**The task**
Going from the top of the data below, give again each line through the one containing "pub fn assistant(config: &Config)", both ends kept.

**Input**
┌────────
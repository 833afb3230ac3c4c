pub mod config;
pub mod plan;
pub mod review;

use std::path::Path;

use anyhow::Context;
use sc_agents::CodeAssistant;
use sc_core::config::{Config, CredentialProvider};
use sc_intelligence::ApiKey;

/// Resolve the API key from the environment variable named in the config.
pub fn api_key(config: &Config) -> anyhow::Result<ApiKey> {
    CredentialProvider::api_key(&config.provider)
        .map(ApiKey::from)
        .with_context(|| {
            format!(
                "no API key found; set the {} environment variable",
                config.provider.api_key_env
            )
        })
}

/// Build the assistant and cancel its work on Ctrl-C.
pub fn assistant(config: &Config) -> anyhow::Result<CodeAssistant> {
    let assistant = CodeAssistant::from_config(config)
        .map_err(|e| anyhow::anyhow!("{}", e.user_message()))?;
    let token = assistant.cancellation_token();
    tokio::spawn(async move {
        if tokio::signal::ctrl_c().await.is_ok() {
            tracing::warn!("interrupt received, cancelling");
            token.cancel();
        }
    });
    Ok(assistant)
}

pub fn read_source(path: &Path) -> anyhow::Result<String> {
    std::fs::read_to_string(path).with_context(|| format!("failed to read {}", path.display()))
}
use serde::{Deserialize, Serialize};
use std::fmt;

use sc_core::types::StageKind;

// ---------------------------------------------------------------------------
// PipelineState
// ---------------------------------------------------------------------------

#[derive(Debug, Clone, Copy, PartialEq, Eq, Hash, Serialize, Deserialize)]
#[serde(rename_all = "snake_case")]
pub enum PipelineState {
    Idle,
    Thinking,
    Observations,
    Approach,
    Plan,
    Done,
    Failed,
}

impl PipelineState {
    /// The stage running in this state, if any.
    pub fn stage(&self) -> Option<StageKind> {
        match self {
            PipelineState::Thinking => Some(StageKind::Thinking),
            PipelineState::Observations => Some(StageKind::Observations),
            PipelineState::Approach => Some(StageKind::Approach),
            PipelineState::Plan => Some(StageKind::Plan),
            PipelineState::Idle | PipelineState::Done | PipelineState::Failed => None,
        }
    }

    pub fn is_terminal(&self) -> bool {
        matches!(self, PipelineState::Done | PipelineState::Failed)
    }
}

impl fmt::Display for PipelineState {
    fn fmt(&self, f: &mut fmt::Formatter<'_>) -> fmt::Result {
        let label = match self {
            PipelineState::Idle => "Idle",
            PipelineState::Thinking => "Thinking",
            PipelineState::Observations => "Observations",
            PipelineState::Approach => "Approach",
            PipelineState::Plan => "Plan",
            PipelineState::Done => "Done",
            PipelineState::Failed => "Failed",
        };
        write!(f, "{}", label)
    }
}

// ---------------------------------------------------------------------------
// PipelineEvent
// ---------------------------------------------------------------------------

#[derive(Debug, Clone, Copy, PartialEq, Eq, Serialize, Deserialize)]
#[serde(rename_all = "snake_case")]
pub enum PipelineEvent {
    Start,
    StageCompleted,
    Fail,
}

impl fmt::Display for PipelineEvent {
    fn fmt(&self, f: &mut fmt::Formatter<'_>) -> fmt::Result {
        let label = match self {
            PipelineEvent::Start => "Start",
            PipelineEvent::StageCompleted => "StageCompleted",
            PipelineEvent::Fail => "Fail",
        };
        write!(f, "{}", label)
    }
}

// ---------------------------------------------------------------------------
// Error
// ---------------------------------------------------------------------------

/// An event was applied in a state that does not accept it.
#[derive(Debug, Clone, PartialEq, Eq, thiserror::Error)]
pub enum StateMachineError {
    #[error("invalid transition: cannot apply {event} in state {state}")]
    InvalidTransition {
        state: PipelineState,
        event: PipelineEvent,
    },
}

// ---------------------------------------------------------------------------
// PipelineStateMachine
// ---------------------------------------------------------------------------

/// Tracks one pipeline run through its stages.
///
/// Stages only ever advance in order, so no stage can start before its
/// predecessor has completed.
#[derive(Debug, Clone)]
pub struct PipelineStateMachine {
    current: PipelineState,
    history: Vec<(PipelineState, PipelineEvent, PipelineState)>,
}

impl PipelineStateMachine {
    /// Create a new state machine starting in `Idle`.
    pub fn new() -> Self {
        Self {
            current: PipelineState::Idle,
            history: Vec::new(),
        }
    }

    pub fn state(&self) -> PipelineState {
        self.current
    }

    pub fn history(&self) -> &[(PipelineState, PipelineEvent, PipelineState)] {
        &self.history
    }

    /// Attempt a state transition driven by `event`.
    ///
    /// Valid transitions:
    /// - Idle         + Start          -> Thinking
    /// - Thinking     + StageCompleted -> Observations
    /// - Observations + StageCompleted -> Approach
    /// - Approach     + StageCompleted -> Plan
    /// - Plan         + StageCompleted -> Done
    /// - any stage    + Fail           -> Failed
    pub fn transition(&mut self, event: PipelineEvent) -> Result<PipelineState, StateMachineError> {
        let next = match (self.current, event) {
            (PipelineState::Idle, PipelineEvent::Start) => PipelineState::Thinking,
            (PipelineState::Thinking, PipelineEvent::StageCompleted) => PipelineState::Observations,
            (PipelineState::Observations, PipelineEvent::StageCompleted) => PipelineState::Approach,
            (PipelineState::Approach, PipelineEvent::StageCompleted) => PipelineState::Plan,
            (PipelineState::Plan, PipelineEvent::StageCompleted) => PipelineState::Done,
            (state, PipelineEvent::Fail) if state.stage().is_some() => PipelineState::Failed,
            _ => {
                return Err(StateMachineError::InvalidTransition {
                    state: self.current,
                    event,
                });
            }
        };

        let from = self.current;
        self.current = next;
        self.history.push((from, event, next));
        tracing::debug!(from = %from, event = %event, to = %next, "pipeline state transition");
        Ok(next)
    }

    /// Returns `true` if the given event is valid in the current state.
    pub fn can_transition(&self, event: PipelineEvent) -> bool {
        match event {
            PipelineEvent::Start => self.current == PipelineState::Idle,
            PipelineEvent::StageCompleted | PipelineEvent::Fail => self.current.stage().is_some(),
        }
    }
}

impl Default for PipelineStateMachine {
    fn default() -> Self {
        Self::new()
    }
}

#[cfg(test)]
mod tests {
    use super::*;

    #[test]
    fn test_happy_path_visits_stages_in_order() {
        let mut sm = PipelineStateMachine::new();
        sm.transition(PipelineEvent::Start).unwrap();
        let mut visited = vec![sm.state().stage().unwrap()];
        while sm.transition(PipelineEvent::StageCompleted).unwrap() != PipelineState::Done {
            visited.push(sm.state().stage().unwrap());
        }
        assert_eq!(visited, StageKind::ALL.to_vec());
        assert_eq!(sm.history().len(), 5);
        assert!(sm.state().is_terminal());
    }

    #[test]
    fn test_fail_from_active_stage() {
        let mut sm = PipelineStateMachine::new();
        sm.transition(PipelineEvent::Start).unwrap();
        sm.transition(PipelineEvent::StageCompleted).unwrap();
        assert_eq!(sm.transition(PipelineEvent::Fail).unwrap(), PipelineState::Failed);
        assert!(!sm.can_transition(PipelineEvent::StageCompleted));
    }

    #[test]
    fn test_cannot_complete_before_start() {
        let mut sm = PipelineStateMachine::new();
        assert!(!sm.can_transition(PipelineEvent::StageCompleted));
        let err = sm.transition(PipelineEvent::StageCompleted).unwrap_err();
        assert_eq!(
            err,
            StateMachineError::InvalidTransition {
                state: PipelineState::Idle,
                event: PipelineEvent::StageCompleted,
            }
        );
        assert!(sm.transition(PipelineEvent::Fail).is_err());
    }

    #[test]
    fn test_done_is_terminal() {
        let mut sm = PipelineStateMachine::new();
        sm.transition(PipelineEvent::Start).unwrap();
        for _ in 0..4 {
            sm.transition(PipelineEvent::StageCompleted).unwrap();
        }
        assert!(sm.transition(PipelineEvent::Start).is_err());
        assert!(sm.transition(PipelineEvent::Fail).is_err());
    }
}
└────────
**Result of the task**
repository 833afb3230ac3c4c
pub mod config;
pub mod plan;
pub mod review;

use std::path::Path;

use anyhow::Context;
use sc_agents::CodeAssistant;
use sc_core::config::{Config, CredentialProvider};
use sc_intelligence::ApiKey;

/// Resolve the API key from the environment variable named in the config.
pub fn api_key(config: &Config) -> anyhow::Result<ApiKey> {
    CredentialProvider::api_key(&config.provider)
        .map(ApiKey::from)
        .with_context(|| {
            format!(
                "no API key found; set the {} environment variable",
                config.provider.api_key_env
            )
        })
}

/// Build the assistant and cancel its work on Ctrl-C.
pub fn assistant(config: &Config) -> anyhow::Result<CodeAssistant> {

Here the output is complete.